[1] In the thirty-sixth year of the rule of Asa, Baasha, king of Israel,
went up against Judah, building Ramah so that no one was able to go out or
in to Asa, king of Judah. [2] Then Asa took silver and gold out of the
stores of the Lord's house and of the king's store-house, and sent to
Ben-hadad, king of Aram, at Damascus, saying, [3] Let there be an agreement
between me and you as there was between my father and your father: see, I
have sent you silver and gold; go and put an end to your agreement with
Baasha, king of Israel, so that he may give up attacking me. [4] And
Ben-hadad did as King Asa said, and sent the captains of his armies against
the towns of Israel, attacking Ijon and Dan and Abel-maim, and all the
store-towns of Naphtali. [5] Then Baasha, hearing of it, put a stop to the
building of Ramah, and let his work come to an end. [6] Then King Asa, with
all Judah, took away the stones and wood with which Baasha was building
Ramah, and he made use of them for building Geba and Mizpah. [7] At that
time Hanani the seer came to Asa, king of Judah, and said to him, Because
you have put your faith in the king of Aram and not in the Lord your God,
the army of the king of Aram has got away out of your hands. [8] Were not
the Ethiopians and the Lubim a very great army, with war-carriages and
horsemen more than might be numbered? but because your faith was in the
Lord, he gave them up into your hands. [9] For the eyes of the Lord go this
way and that, through all the earth, letting it be seen that he is the
strong support of those whose hearts are true to him. In this you have done
foolishly, for from now you will have wars. [10] Then Asa was angry with
the seer, and put him in prison, burning with wrath against him because of
this thing. And at the same time Asa was cruel to some of the people. [11]
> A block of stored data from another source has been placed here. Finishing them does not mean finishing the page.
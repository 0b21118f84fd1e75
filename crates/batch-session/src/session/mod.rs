//! The session driver.

use ark_batch_types::SettlementEvent;
use bitcoin::Txid;
use futures::stream::{Stream, StreamExt};
use tracing::{debug, field, info, info_span, Instrument, Span};

use crate::{
    errors::{BatchSessionError, Result},
    handler::BatchHandler,
    options::JoinOptions,
    state::{SessionState, StepOutcome},
};


/// Takes part in one settlement round.
///
/// Pulls events from `events` one at a time, in order, and hands every
/// protocol decision to `handler`. Returns the commitment txid once the
/// batch is finalized, or the first fatal error. The stream is not drained
/// past that point.
pub async fn join<S, H>(events: S, handler: &mut H, options: JoinOptions) -> Result<Txid>
where
    S: Stream<Item = SettlementEvent> + Unpin + Send,
    H: BatchHandler,
{
    let span = info_span!("batch-session", round_id = field::Empty);
    drive(events, handler, options).instrument(span).await
}

async fn drive<S, H>(mut events: S, handler: &mut H, options: JoinOptions) -> Result<Txid>
where
    S: Stream<Item = SettlementEvent> + Unpin + Send,
    H: BatchHandler,
{
    let mut state = SessionState::new();
    debug!(config = ?options.config(), "joining settlement round");

    while let Some(event) = events.next().await {
        if options.is_canceled() {
            info!(phase = %state.phase(), "session canceled");
            return Err(BatchSessionError::Canceled);
        }

        options.notify(&event);

        let had_round = state.round_id().is_some();
        let outcome = match state.process_event(event, handler, options.config()).await {
            Ok(outcome) => outcome,
            Err(e) => {
                debug!(phase = %state.phase(), err = %e, "session failed");
                return Err(e);
            }
        };
        if !had_round {
            if let Some(round_id) = state.round_id() {
                Span::current().record("round_id", round_id);
            }
        }

        if let StepOutcome::Finalized(txid) = outcome {
            return Ok(txid);
        }
    }

    debug!(phase = %state.phase(), "event stream ended before finalization");
    Err(BatchSessionError::StreamClosed)
}
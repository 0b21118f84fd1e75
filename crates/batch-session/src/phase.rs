use std::fmt;

/// Position of a session in the settlement round.
///
/// Phases are ordered and a session only ever moves forward. The usual path
/// is `Start → BatchStarted → TreeSigningStarted → TreeNoncesAggregated →
/// BatchFinalization`; with tree signing skipped the session jumps from
/// `Start` straight to `TreeNoncesAggregated`.
#[derive(Copy, Clone, Debug, Default, Eq, PartialEq, Ord, PartialOrd, Hash)]
pub enum SessionPhase {
    /// Waiting for a batch that includes us.
    #[default]
    Start,
    /// Collecting tree fragments.
    BatchStarted,
    /// Nonces are being exchanged.
    TreeSigningStarted,
    /// Tree signatures are being delivered.
    TreeNoncesAggregated,
    /// Forfeits submitted, waiting for the commitment txid.
    BatchFinalization,
}

impl SessionPhase {
    /// Moves to `next`, which must be strictly later than the current phase.
    pub(crate) fn advance(&mut self, next: SessionPhase) {
        debug_assert!(next > *self, "phase moved backwards: {self} -> {next}");
        *self = next;
    }
}

impl fmt::Display for SessionPhase {
    fn fmt(&self, f: &mut fmt::Formatter<'_>) -> fmt::Result {
        let s = match self {
            SessionPhase::Start => "start",
            SessionPhase::BatchStarted => "batch_started",
            SessionPhase::TreeSigningStarted => "tree_signing_started",
            SessionPhase::TreeNoncesAggregated => "tree_nonces_aggregated",
            SessionPhase::BatchFinalization => "batch_finalization",
        };
        write!(f, "{}", s)
    }
}

#[cfg(test)]
mod tests {
    use super::*;

    #[test]
    fn test_advance_forward() {
        let mut phase = SessionPhase::default();
        phase.advance(SessionPhase::TreeNoncesAggregated);
        assert_eq!(phase, SessionPhase::TreeNoncesAggregated);
        phase.advance(SessionPhase::BatchFinalization);
        assert_eq!(phase, SessionPhase::BatchFinalization);
    }

    #[test]
    #[should_panic(expected = "phase moved backwards")]
    #[cfg(debug_assertions)]
    fn test_advance_backwards_panics() {
        let mut phase = SessionPhase::TreeSigningStarted;
        phase.advance(SessionPhase::BatchStarted);
    }
}
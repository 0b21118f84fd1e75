use bitcoin::{
    secp256k1::{self, schnorr},
    taproot, TapSighashType,
};
use thiserror::Error;

/// Size of a BIP340 signature without sighash byte.
const SCHNORR_SIG_LEN: usize = 64;

#[derive(Debug, Error)]
pub enum SignatureDecodeError {
    #[error("invalid hex: {0}")]
    Hex(#[from] hex::FromHexError),

    #[error("expected 64 bytes, got {0}")]
    Length(usize),

    #[error("invalid schnorr signature: {0}")]
    Schnorr(#[from] secp256k1::Error),
}

/// Decodes a hex encoded 64-byte tree signature into a key-path signature
/// with the default sighash.
pub fn decode_tap_key_sig(hex_sig: &str) -> Result<taproot::Signature, SignatureDecodeError> {
    let bytes = hex::decode(hex_sig)?;
    if bytes.len() != SCHNORR_SIG_LEN {
        return Err(SignatureDecodeError::Length(bytes.len()));
    }
    Ok(taproot::Signature {
        signature: schnorr::Signature::from_slice(&bytes)?,
        sighash_type: TapSighashType::Default,
    })
}

#[cfg(test)]
mod tests {
    use super::*;

    #[test]
    fn test_decode() {
        let sig = decode_tap_key_sig(&"ab".repeat(64)).unwrap();
        assert_eq!(sig.signature.serialize(), [0xab; 64]);
        assert_eq!(sig.sighash_type, TapSighashType::Default);
    }

    #[test]
    fn test_decode_rejects_bad_input() {
        assert!(matches!(
            decode_tap_key_sig("zz"),
            Err(SignatureDecodeError::Hex(_))
        ));
        // 65 bytes: a sighash byte is not accepted on the wire.
        assert!(matches!(
            decode_tap_key_sig(&"01".repeat(65)),
            Err(SignatureDecodeError::Length(65))
        ));
        assert!(matches!(
            decode_tap_key_sig(""),
            Err(SignatureDecodeError::Length(0))
        ));
    }
}
//! Fixtures for building fragment sets in tests.

use bitcoin::{
    absolute::LockTime, hashes::Hash, secp256k1::schnorr, taproot, transaction::Version, Amount,
    OutPoint, Psbt, ScriptBuf, Sequence, TapSighashType, Transaction, TxIn, TxOut, Txid, Witness,
};

use crate::TreeFragment;

/// Value of every output created by the fixtures.
pub const OUTPUT_VALUE: Amount = Amount::from_sat(1_000);

/// An outpoint on a synthetic funding transaction.
pub fn make_outpoint(id: u8) -> OutPoint {
    OutPoint::new(Txid::from_byte_array([id; 32]), 0)
}

/// An unsigned transaction spending `prevout` into `n_outputs` outputs.
pub fn make_tx(prevout: OutPoint, n_outputs: usize) -> Transaction {
    Transaction {
        version: Version::TWO,
        lock_time: LockTime::ZERO,
        input: vec![TxIn {
            previous_output: prevout,
            script_sig: ScriptBuf::new(),
            sequence: Sequence::MAX,
            witness: Witness::new(),
        }],
        output: (0..n_outputs)
            .map(|_| TxOut {
                value: OUTPUT_VALUE,
                script_pubkey: ScriptBuf::new(),
            })
            .collect(),
    }
}

/// A fragment whose txid matches the transaction it carries.
pub fn make_fragment(prevout: OutPoint, n_outputs: usize, parent: Option<Txid>) -> TreeFragment {
    let tx = make_tx(prevout, n_outputs);
    let txid = tx.compute_txid();
    let psbt = Psbt::from_unsigned_tx(tx).expect("test: unsigned tx");
    TreeFragment::new(txid, psbt, parent)
}

/// A full tree, root first, then level by level.
///
/// The root spends `make_outpoint(seed)`. Every node above the last level has
/// `fanout` outputs, each spent by one child. `depth` is the number of levels
/// below the root.
pub fn make_tree_fragments(seed: u8, depth: usize, fanout: usize) -> Vec<TreeFragment> {
    let root_outputs = if depth == 0 { 1 } else { fanout };
    let root = make_fragment(make_outpoint(seed), root_outputs, None);

    let mut level = vec![root.txid()];
    let mut fragments = vec![root];
    for cur_depth in 1..=depth {
        let n_outputs = if cur_depth == depth { 1 } else { fanout };
        let mut next_level = Vec::with_capacity(level.len() * fanout);
        for parent in level {
            for vout in 0..fanout {
                let prevout = OutPoint::new(parent, vout as u32);
                let child = make_fragment(prevout, n_outputs, Some(parent));
                next_level.push(child.txid());
                fragments.push(child);
            }
        }
        level = next_level;
    }
    fragments
}

/// A syntactically valid key-path signature filled with `byte`.
pub fn make_tap_key_sig(byte: u8) -> taproot::Signature {
    taproot::Signature {
        signature: schnorr::Signature::from_slice(&[byte; 64]).expect("test: 64 bytes"),
        sighash_type: TapSighashType::Default,
    }
}
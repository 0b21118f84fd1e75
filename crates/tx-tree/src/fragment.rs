use bitcoin::{Psbt, Txid};

/// One transaction of a tree as the server streams it.
///
/// Fragments only know their parent. Whether a fragment is a leaf is derived
/// once the full set is known, see [`TxTree::create`](crate::TxTree::create).
#[derive(Clone, Debug, PartialEq, Eq)]
pub struct TreeFragment {
    /// Id of the transaction.
    txid: Txid,

    /// The partially signed transaction.
    tx: Psbt,

    /// Id of the transaction this one spends from, `None` for the root.
    parent_txid: Option<Txid>,
}

impl TreeFragment {
    pub fn new(txid: Txid, tx: Psbt, parent_txid: Option<Txid>) -> Self {
        Self {
            txid,
            tx,
            parent_txid,
        }
    }

    pub fn txid(&self) -> Txid {
        self.txid
    }

    pub fn tx(&self) -> &Psbt {
        &self.tx
    }

    pub(crate) fn tx_mut(&mut self) -> &mut Psbt {
        &mut self.tx
    }

    pub fn parent_txid(&self) -> Option<Txid> {
        self.parent_txid
    }

    pub fn is_root(&self) -> bool {
        self.parent_txid.is_none()
    }

    pub fn into_parts(self) -> (Txid, Psbt, Option<Txid>) {
        (self.txid, self.tx, self.parent_txid)
    }
}
//! Transaction trees of a settlement batch.
//!
//! The server streams the VTXO tree and the connector tree one transaction at
//! a time. [`TxTree`] indexes the complete set once it is known and is the
//! single place signatures get attached to tree nodes.

mod errors;
mod fragment;
mod tree;

#[cfg(any(test, feature = "test-utils"))]
pub mod test_utils;

pub use errors::TxTreeError;
pub use fragment::TreeFragment;
pub use tree::{Iter, TxTree};
//! Read throttling
//!
//! Bounds how many non-primary readers may be inside `Transport::receive` at
//! the same time. The primary reader never waits here, so the semaphore holds
//! one permit less than the configured read parallelism.

use std::sync::Arc;
use std::time::Duration;

use tokio::sync::{OwnedSemaphorePermit, Semaphore};
use tokio_util::sync::CancellationToken;

use super::reader::ReaderError;

/// Counting gate for concurrent reads
#[derive(Debug)]
pub struct Bottleneck {
    semaphore: Arc<Semaphore>,
    permits: usize,
}

impl Bottleneck {
    /// Create a gate for `max_read_parallelism` concurrent reads, primary included
    pub fn new(max_read_parallelism: usize) -> Self {
        let permits = max_read_parallelism.saturating_sub(1).max(1);
        Self {
            semaphore: Arc::new(Semaphore::new(permits)),
            permits,
        }
    }

    /// Total permits
    pub fn permits(&self) -> usize {
        self.permits
    }

    /// Permits not currently held
    pub fn available(&self) -> usize {
        self.semaphore.available_permits()
    }

    /// Wait for a permit, or fail with [`ReaderError::Cancelled`]
    pub async fn enter(&self, cancel: &CancellationToken) -> Result<BottleneckPermit, ReaderError> {
        tokio::select! {
            biased;
            _ = cancel.cancelled() => Err(ReaderError::Cancelled),
            permit = Arc::clone(&self.semaphore).acquire_owned() => permit
                .map(BottleneckPermit::held)
                .map_err(|_| ReaderError::Cancelled),
        }
    }

    /// Wait at most `timeout` for a permit
    ///
    /// On timeout the returned permit reports `acquired() == false` and
    /// releases nothing when dropped.
    pub async fn try_enter(
        &self,
        cancel: &CancellationToken,
        timeout: Duration,
    ) -> Result<BottleneckPermit, ReaderError> {
        match tokio::time::timeout(timeout, self.enter(cancel)).await {
            Ok(permit) => permit,
            Err(_) => Ok(BottleneckPermit {
                permit: None,
                acquired: false,
            }),
        }
    }
}

/// Handle returned by [`Bottleneck::enter`]; the permit goes back on drop
#[derive(Debug)]
#[must_use = "the permit is released as soon as it is dropped"]
pub struct BottleneckPermit {
    permit: Option<OwnedSemaphorePermit>,
    acquired: bool,
}

impl BottleneckPermit {
    fn held(permit: OwnedSemaphorePermit) -> Self {
        Self {
            permit: Some(permit),
            acquired: true,
        }
    }

    /// A permit for the primary reader, which is not throttled
    pub fn exempt() -> Self {
        Self {
            permit: None,
            acquired: true,
        }
    }

    /// Whether the caller may proceed
    pub fn acquired(&self) -> bool {
        self.acquired
    }

    /// Whether this permit holds a semaphore slot
    pub fn is_exempt(&self) -> bool {
        self.acquired && self.permit.is_none()
    }

    /// Give the permit back now
    pub fn release(self) {}
}

#[cfg(test)]
mod tests {
    use super::*;

    #[test]
    fn test_primary_is_subtracted() {
        assert_eq!(Bottleneck::new(4).permits(), 3);
        assert_eq!(Bottleneck::new(2).permits(), 1);
        assert_eq!(Bottleneck::new(1).permits(), 1);
        assert_eq!(Bottleneck::new(0).permits(), 1);
    }

    #[tokio::test]
    async fn test_enter_and_release() {
        let bottleneck = Bottleneck::new(3);
        let cancel = CancellationToken::new();

        let first = bottleneck.enter(&cancel).await.unwrap();
        let second = bottleneck.enter(&cancel).await.unwrap();
        assert_eq!(bottleneck.available(), 0);

        drop(first);
        assert_eq!(bottleneck.available(), 1);
        second.release();
        assert_eq!(bottleneck.available(), 2);
    }

    #[tokio::test]
    async fn test_try_enter_times_out() {
        let bottleneck = Bottleneck::new(2);
        let cancel = CancellationToken::new();
        let _held = bottleneck.enter(&cancel).await.unwrap();

        let permit = bottleneck
            .try_enter(&cancel, Duration::from_millis(20))
            .await
            .unwrap();
        assert!(!permit.acquired());
        drop(permit);
        // a failed attempt releases nothing
        assert_eq!(bottleneck.available(), 0);
    }

    #[tokio::test]
    async fn test_enter_observes_cancellation() {
        let bottleneck = Arc::new(Bottleneck::new(2));
        let cancel = CancellationToken::new();
        let _held = bottleneck.enter(&cancel).await.unwrap();

        let waiter = {
            let bottleneck = Arc::clone(&bottleneck);
            let cancel = cancel.clone();
            tokio::spawn(async move { bottleneck.enter(&cancel).await.map(|_| ()) })
        };
        tokio::time::sleep(Duration::from_millis(10)).await;
        cancel.cancel();

        assert!(matches!(waiter.await.unwrap(), Err(ReaderError::Cancelled)));
    }

    #[tokio::test]
    async fn test_permit_released_on_panic() {
        let bottleneck = Arc::new(Bottleneck::new(2));
        let task = {
            let bottleneck = Arc::clone(&bottleneck);
            tokio::spawn(async move {
                let _permit = bottleneck.enter(&CancellationToken::new()).await.unwrap();
                panic!("boom");
            })
        };
        assert!(task.await.is_err());
        assert_eq!(bottleneck.available(), 1);
    }

    #[test]
    fn test_exempt_permit() {
        let permit = BottleneckPermit::exempt();
        assert!(permit.acquired());
        assert!(permit.is_exempt());
    }
}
Now the acts of Asa, first and last, are recorded in the book of the kings
of Judah and Israel. [12] In the thirty-ninth year of his rule, Asa had a
very bad disease of the feet; but he did not go to the Lord for help in his
disease, but to medical men. [13] So Asa went to rest with his fathers, and
death came to him in the forty-first year of his rule. [14] And they put
him into the resting-place which he had made for himself in the town of
David, in a bed full of sweet perfumes of all sorts of spices, made by the
perfumer's art, and they made a great burning for him.